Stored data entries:
*** Block opens ***

//! Request and response DTOs

pub mod onboarding;
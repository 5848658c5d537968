//! Configuration for the verification workflow

use crate::domain::entities::verification_session::DeliveryMethod;

use super::code_generator::CodeAlphabet;

/// Default number of seconds a code and its staged records stay valid
pub const DEFAULT_CODE_TTL_SECONDS: u64 = 600;

/// Default length of generated verification codes
pub const DEFAULT_CODE_LENGTH: usize = 6;

/// Configuration for the verification workflow
#[derive(Debug, Clone)]
pub struct VerificationServiceConfig {
    /// Length of generated codes
    pub code_length: usize,

    /// Alphabet codes are drawn from
    pub code_alphabet: CodeAlphabet,

    /// Seconds before a session and its draft expire
    pub code_ttl_seconds: u64,

    /// Fixed code issued instead of a random one. Only for test and
    /// staging configurations; never derived from ambient environment
    /// detection.
    pub fixed_code: Option<String>,

    /// Delivery methods the service accepts
    pub allowed_delivery_methods: Vec<DeliveryMethod>,
}

impl Default for VerificationServiceConfig {
    fn default() -> Self {
        Self {
            code_length: DEFAULT_CODE_LENGTH,
            code_alphabet: CodeAlphabet::Numeric,
            code_ttl_seconds: DEFAULT_CODE_TTL_SECONDS,
            fixed_code: None,
            allowed_delivery_methods: vec![DeliveryMethod::Email, DeliveryMethod::Sms],
        }
    }
}
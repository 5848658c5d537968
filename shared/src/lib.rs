//! # Onbo Shared
//!
//! Cross-cutting types for the Onbo backend: configuration structs,
//! API response envelopes, and contact-address validation utilities.

pub mod config;
pub mod types;
pub mod utils;
//! Temporary store (Redis) configuration module

use serde::{Deserialize, Serialize};

/// Redis configuration for the temporary TTL store
#[derive(Debug, Clone, Deserialize, Serialize)]
pub struct CacheConfig {
    /// Redis connection URL
    pub url: String,

    /// Maximum number of connections in the pool
    pub max_connections: u32,

    /// Connection timeout in seconds
    pub connection_timeout: u64,

    /// Response timeout in seconds; every store call is bounded by this
    pub response_timeout: u64,
}

impl Default for CacheConfig {
    fn default() -> Self {
        Self {
            url: String::from("redis://localhost:6379"),
            max_connections: 10,
            connection_timeout: 5,
            response_timeout: 2,
        }
    }
}

impl CacheConfig {
    /// Create from environment variables
    pub fn from_env() -> Self {
        let defaults = Self::default();
        Self {
            url: std::env::var("REDIS_URL").unwrap_or(defaults.url),
            max_connections: std::env::var("REDIS_MAX_CONNECTIONS")
                .ok()
                .and_then(|v| v.parse().ok())
                .unwrap_or(defaults.max_connections),
            connection_timeout: std::env::var("REDIS_CONNECTION_TIMEOUT")
                .ok()
                .and_then(|v| v.parse().ok())
                .unwrap_or(defaults.connection_timeout),
            response_timeout: std::env::var("REDIS_RESPONSE_TIMEOUT")
                .ok()
                .and_then(|v| v.parse().ok())
                .unwrap_or(defaults.response_timeout),
        }
    }
}
//! Bcrypt implementation of the PasswordHasher trait

use async_trait::async_trait;

use onbo_core::services::verification::PasswordHasher;

/// Password hasher backed by bcrypt.
///
/// Hashing runs on the blocking thread pool; at the default cost a hash
/// takes tens of milliseconds, which would stall the async executor.
pub struct BcryptPasswordHasher {
    cost: u32,
}

impl BcryptPasswordHasher {
    /// Create a hasher with the bcrypt default cost
    pub fn new() -> Self {
        Self {
            cost: bcrypt::DEFAULT_COST,
        }
    }

    /// Create a hasher with a custom cost factor
    pub fn with_cost(cost: u32) -> Self {
        Self { cost }
    }
}

impl Default for BcryptPasswordHasher {
    fn default() -> Self {
        Self::new()
    }
}

#[async_trait]
impl PasswordHasher for BcryptPasswordHasher {
    async fn hash_password(&self, plaintext: &str) -> Result<String, String> {
        let plaintext = plaintext.to_string();
        let cost = self.cost;
        tokio::task::spawn_blocking(move || bcrypt::hash(plaintext, cost))
            .await
            .map_err(|e| format!("Hashing task failed: {}", e))?
            .map_err(|e| format!("Failed to hash password: {}", e))
    }

    async fn verify_password(&self, plaintext: &str, hash: &str) -> Result<bool, String> {
        let plaintext = plaintext.to_string();
        let hash = hash.to_string();
        tokio::task::spawn_blocking(move || bcrypt::verify(plaintext, &hash))
            .await
            .map_err(|e| format!("Verification task failed: {}", e))?
            .map_err(|e| format!("Failed to verify password: {}", e))
    }
}
//! Domain-specific error types and error handling.

use thiserror::Error;

/// Errors of the verification-gated onboarding workflow.
///
/// `InvalidOrExpiredCode` is returned uniformly whether a code was never
/// issued, already consumed, or expired, so callers cannot tell which case
/// occurred.
#[derive(Error, Debug)]
pub enum VerificationError {
    #[error("Invalid or expired verification code")]
    InvalidOrExpiredCode,

    #[error("Failed to deliver verification code: {message}")]
    DeliveryFailed { message: String },

    #[error("Temporary store unavailable: {message}")]
    StoreUnavailable { message: String },

    #[error("Registration could not be committed: {message}")]
    RegistrationCommitFailed { message: String },

    #[error("Delivery method not allowed: {method}")]
    DeliveryMethodNotAllowed { method: String },
}

/// Core domain errors (general purpose)
#[derive(Error, Debug)]
pub enum DomainError {
    #[error("Validation error: {message}")]
    Validation { message: String },

    #[error("Business rule violation: {message}")]
    BusinessRule { message: String },

    #[error("Resource not found: {resource}")]
    NotFound { resource: String },

    #[error("Internal error: {message}")]
    Internal { message: String },

    // Bridge to workflow-specific error types
    #[error(transparent)]
    Verification(#[from] VerificationError),
}

pub type DomainResult<T> = Result<T, DomainError>;

impl DomainError {
    /// Whether this error is worth retrying with the same input
    pub fn is_retryable(&self) -> bool {
        matches!(
            self,
            DomainError::Verification(VerificationError::StoreUnavailable { .. })
        )
    }
}
//! Main onboarding service implementation

use std::sync::Arc;
use tracing::{error, info};
use uuid::Uuid;

use onbo_shared::utils::{mask_contact, normalize_contact};

use crate::domain::entities::registration_draft::NewRegistration;
use crate::domain::entities::user::User;
use crate::domain::entities::verification_session::{DeliveryMethod, VerificationPurpose};
use crate::errors::{DomainError, DomainResult, VerificationError};
use crate::repositories::UserRepository;
use crate::services::verification::{
    Notifier, PasswordHasher, RequestCodeResult, TemporaryStore, ValidateCodeResult,
    VerificationService,
};

/// Onboarding service for the complete verification-gated registration flow
pub struct OnboardingService<U, N, T, H>
where
    U: UserRepository,
    N: Notifier,
    T: TemporaryStore,
    H: PasswordHasher,
{
    /// User repository for durable account storage
    user_repository: Arc<U>,
    /// Verification session manager
    verification_service: Arc<VerificationService<N, T, H>>,
}

impl<U, N, T, H> OnboardingService<U, N, T, H>
where
    U: UserRepository,
    N: Notifier,
    T: TemporaryStore,
    H: PasswordHasher,
{
    /// Create a new onboarding service
    pub fn new(
        user_repository: Arc<U>,
        verification_service: Arc<VerificationService<N, T, H>>,
    ) -> Self {
        Self {
            user_repository,
            verification_service,
        }
    }

    /// Issue a registration code, staging the registration details.
    ///
    /// Contacts that already own a durable account are rejected before any
    /// code is issued. A concurrent registration through another path can
    /// still slip past this check; the database unique key catches it at
    /// commit time.
    pub async fn request_registration_code(
        &self,
        contact: &str,
        delivery_method: DeliveryMethod,
        registration: NewRegistration,
    ) -> DomainResult<RequestCodeResult> {
        let normalized = normalize_contact(contact);
        let existing = match delivery_method {
            DeliveryMethod::Email => self.user_repository.find_by_email(&normalized).await?,
            DeliveryMethod::Sms => self.user_repository.find_by_phone(&normalized).await?,
        };
        if existing.is_some() {
            info!(
                contact = %mask_contact(&normalized),
                event = "registration_rejected_duplicate",
                "Registration code requested for an already registered contact"
            );
            return Err(DomainError::BusinessRule {
                message: "Contact address already registered".to_string(),
            });
        }

        self.verification_service
            .request_code(
                contact,
                VerificationPurpose::FinishRegistration,
                delivery_method,
                Some(registration),
            )
            .await
    }

    /// Issue a code for a pure-verify purpose (no staged registration)
    pub async fn request_verification_code(
        &self,
        contact: &str,
        purpose: VerificationPurpose,
        delivery_method: DeliveryMethod,
    ) -> DomainResult<RequestCodeResult> {
        self.verification_service
            .request_code(contact, purpose, delivery_method, None)
            .await
    }

    /// Validate a presented code without promoting anything
    pub async fn validate_code(
        &self,
        contact: &str,
        purpose: VerificationPurpose,
        code: &str,
    ) -> DomainResult<ValidateCodeResult> {
        self.verification_service
            .validate_code(contact, purpose, code)
            .await
    }

    /// Promote a staged registration into the durable user store.
    ///
    /// The session and its draft are consumed in one atomic store
    /// operation before the durable commit, guaranteeing at-most-one
    /// commit per issued code: of N concurrent calls with the same valid
    /// code, exactly one observes the records.
    ///
    /// If the durable commit then fails, the consumed records are not
    /// resurrected; the caller restarts the request-code flow.
    pub async fn complete_registration(
        &self,
        contact: &str,
        purpose: VerificationPurpose,
        code: &str,
    ) -> DomainResult<Uuid> {
        let contact = normalize_contact(contact);
        let Some(code) = self.verification_service.normalize_code(code) else {
            return Err(VerificationError::InvalidOrExpiredCode.into());
        };

        let consumed = self
            .verification_service
            .staging()
            .consume_session_and_draft(purpose, &contact, &code)
            .await?;
        let Some((session, draft)) = consumed else {
            return Err(VerificationError::InvalidOrExpiredCode.into());
        };

        info!(
            contact = %mask_contact(&contact),
            purpose = %session.purpose,
            event = "registration_consumed",
            "Consumed verification session and draft for promotion"
        );

        let user = User::from_draft_payload(draft.payload);
        match self.user_repository.create(user).await {
            Ok(created) => {
                info!(
                    contact = %mask_contact(&contact),
                    user_id = %created.id,
                    event = "registration_promoted",
                    "Registration promoted into the durable user store"
                );
                Ok(created.id)
            }
            Err(e) => {
                error!(
                    contact = %mask_contact(&contact),
                    error = %e,
                    event = "registration_commit_failed",
                    "Durable commit failed after consuming staged records; user must restart registration"
                );
                Err(VerificationError::RegistrationCommitFailed {
                    message: e.to_string(),
                }
                .into())
            }
        }
    }
}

*** Block closes ***

Retype exactly the lines above, from the one with "generated verification codes" through the one with "for test and", inclusive.

- EXERCISE ANSWER
/// Default length of generated verification codes
pub const DEFAULT_CODE_LENGTH: usize = 6;

/// Configuration for the verification workflow
#[derive(Debug, Clone)]
pub struct VerificationServiceConfig {
    /// Length of generated codes
    pub code_length: usize,

    /// Alphabet codes are drawn from
    pub code_alphabet: CodeAlphabet,

    /// Seconds before a session and its draft expire
    pub code_ttl_seconds: u64,

    /// Fixed code issued instead of a random one. Only for test and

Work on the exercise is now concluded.